Whew! Dear Readers, yesterday's call was quite a day. Reiki got me through. I felt it, more different, than before. A human conduit of light in the clinical setting.
I took a nap. Code Blue rang. I no longer go to it, since ER Doc does, and medico-legally it is best to avoid risk. Then the phone rang in my call room. 'Difficult airway in SICU'. So I went.
Actually, I went downstairs to the OR in L and D. I got my Fasttrack intubating LMA. I ran upstairs to see the worst airway of my life, with an ER doc ready to try conventional direct laryngoscopy that I could tell was not going to work.
Sats were okay, until he induced anesthesia, paralyzed the patient and went in. Couldn't see a thing. Kept looking. Kept desatting. Down to 15% and the patient turned blue. Started to brady down. Death was within seconds.
He withdrew and we masked him up. I held airway and mask. Back to 90% plus. Then I inserted the Fasttrack. Got good exchange. But when I went to intubate, the tube was so old the plastic connector ripped the tip of the tube off. I asked for another Fasttrack. And the Glide Scope from the ER. And the difficult airway cart.
I had a c-section scheduled for five p.m. I was away from the labor deck and committed to this airway. If there was a crash OB would be without anesthesia services. I called for back-up. There was none.
The head nurse thought the epidural cart was the difficult airway cart. The poor thing ran. When the right cart came, the fiberoptic scope was pediatric, and the connections to the light source were not able to connect. Another anesthesiologist had arrived. I took a Glide Scope ETT, went through the Fastrack, got end-tidal CO2, then re-anesthetized the patient and took out the Fastrack, leaving the tube in place.
I noticed the teeth on the bottom had dislodged since the patient bit the metal tube on the Fastrack device.
Where was the Reiki? I was calm.

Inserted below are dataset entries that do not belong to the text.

//! Supervisor - owns shared state, wake signals, and worker lifecycles
//!
//! The worker set is fixed before `start_all()`; every worker gets the same
//! shared state handle, its own wake signal, and a child of the supervisor's
//! cancellation token. `shutdown()` cancels everyone, waits up to a timeout
//! for graceful exits, then aborts stragglers.

use crate::signal::WakeSignal;
use crate::state::SharedState;
use anyhow::Result;
use std::future::Future;
use std::pin::Pin;
use std::sync::Arc;
use std::time::Duration;
use tokio::task::JoinHandle;
use tokio_util::sync::CancellationToken;
use tracing::{info, warn};

/// Everything a worker run-loop receives from the supervisor
#[derive(Clone)]
pub struct WorkerCtx {
    pub shared: Arc<SharedState>,
    pub signal: Arc<WakeSignal>,
    pub cancel: CancellationToken,
}

type BoxedRunLoop =
    Box<dyn FnOnce(WorkerCtx) -> Pin<Box<dyn Future<Output = Result<()>> + Send>> + Send>;

struct WorkerSpec {
    name: String,
    signal: Arc<WakeSignal>,
    run: BoxedRunLoop,
}

pub struct Supervisor {
    shared: Arc<SharedState>,
    cancel: CancellationToken,
    pending: Vec<WorkerSpec>,
    running: Vec<(String, JoinHandle<Result<()>>)>,
}

impl Supervisor {
    pub fn new(shared: Arc<SharedState>) -> Self {
        Self {
            shared,
            cancel: CancellationToken::new(),
            pending: Vec::new(),
            running: Vec::new(),
        }
    }

    pub fn shared(&self) -> Arc<SharedState> {
        Arc::clone(&self.shared)
    }

    pub fn cancel_token(&self) -> CancellationToken {
        self.cancel.clone()
    }

    /// Register a worker run-loop with its wake signal
    pub fn register_worker<F, Fut>(&mut self, name: &str, signal: Arc<WakeSignal>, run: F)
    where
        F: FnOnce(WorkerCtx) -> Fut + Send + 'static,
        Fut: Future<Output = Result<()>> + Send + 'static,
    {
        self.pending.push(WorkerSpec {
            name: name.to_string(),
            signal,
            run: Box::new(move |ctx| Box::pin(run(ctx))),
        });
    }

    pub fn worker_names(&self) -> Vec<String> {
        self.pending
            .iter()
            .map(|w| w.name.clone())
            .chain(self.running.iter().map(|(n, _)| n.clone()))
            .collect()
    }

    /// Spawn every registered worker
    pub fn start_all(&mut self) {
        for spec in self.pending.drain(..) {
            let ctx = WorkerCtx {
                shared: Arc::clone(&self.shared),
                signal: spec.signal,
                cancel: self.cancel.child_token(),
            };
            info!("starting worker: {}", spec.name);
            let handle = tokio::spawn((spec.run)(ctx));
            self.running.push((spec.name, handle));
        }
    }

    /// Wait for every worker to finish on its own
    pub async fn join_all(&mut self) -> Result<()> {
        for (name, handle) in self.running.drain(..) {
            match handle.await {
                Ok(Ok(())) => info!("worker {} exited cleanly", name),
                Ok(Err(e)) => warn!("worker {} exited with error: {:#}", name, e),
                Err(e) => warn!("worker {} panicked: {}", name, e),
            }
        }
        Ok(())
    }

    /// Cancel every worker, wait up to `timeout` for graceful exits, then
    /// abort whatever is still running
    pub async fn shutdown(&mut self, timeout: Duration) -> Result<()> {
        info!("shutting down {} workers", self.running.len());
        self.cancel.cancel();

        let deadline = tokio::time::Instant::now() + timeout;
        for (name, mut handle) in self.running.drain(..) {
            let remaining = deadline.saturating_duration_since(tokio::time::Instant::now());
            match tokio::time::timeout(remaining, &mut handle).await {
                Ok(Ok(Ok(()))) => info!("worker {} stopped", name),
                Ok(Ok(Err(e))) => warn!("worker {} stopped with error: {:#}", name, e),
                Ok(Err(e)) => warn!("worker {} panicked during shutdown: {}", name, e),
                Err(_) => {
                    warn!("worker {} did not stop in time, aborting", name);
                    handle.abort();
                }
            }
        }
        info!("shutdown complete");
        Ok(())
    }
}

The whole time. No fear. No emotional letdown after the event. And everyone looked at me as the hero. Even the neurosurgeon for the patient when I saw him in the hall later. But even this did not register into my ego. It just was. I call this 'Reiki in action'.
Immediately after, I placed an epidural in a woman with a BMI of 54. I had to hub it and press in with the Tuohy needle. I put it in in less than fifteen minutes. During the whole procedure I felt and incredible tingling sensation coming through the top of my head, down and out through my arms. I was grounded and aware of this energy. Again, no anxiety. Just calm. Nurses looked at me like I did something special. But no ego reaction to the event. Just service. And the opportunity to do more good work.
Next was a c-section for HELLP, a life-threatening condition in a twin pregnancy. That went off without a hitch and was the smoothest OR procedure I had seen in months. No ego reaction. Just calm.
In the middle of the night, a woman with a spinal condition who had been told by her midwife 'no epidural' wanted one. I researched it. My assessment was that there was more to lose and less to gain by placing it. Conus medullaris syndrome, incontinence of urine and bowel. I explained it and offered nubain. She agreed. Confidence, no ego, no reaction.
Early morning, a nurse, senior who had worked the heart floor now headed up OB, could not place an i.v. I did. There was concern it was leaking. I reassessed. The connector was not right. We added a new extension to the i.v. and it worked fine. No ego. Just work.
I checked with all three of my patients to see how they were doing. They were glad to see me. This anchors the experience in their memory. No ego. No pride. Just doing the best for what is right.
This is not like me. I am an anxious and emotional person. I fall apart after close calls and emergencies. I am still standing. This work I am doing is not like before. It is different. I think it is a good idea to be open to Spirit when working in the service of others. I could not have done all of this on my own. Think about it.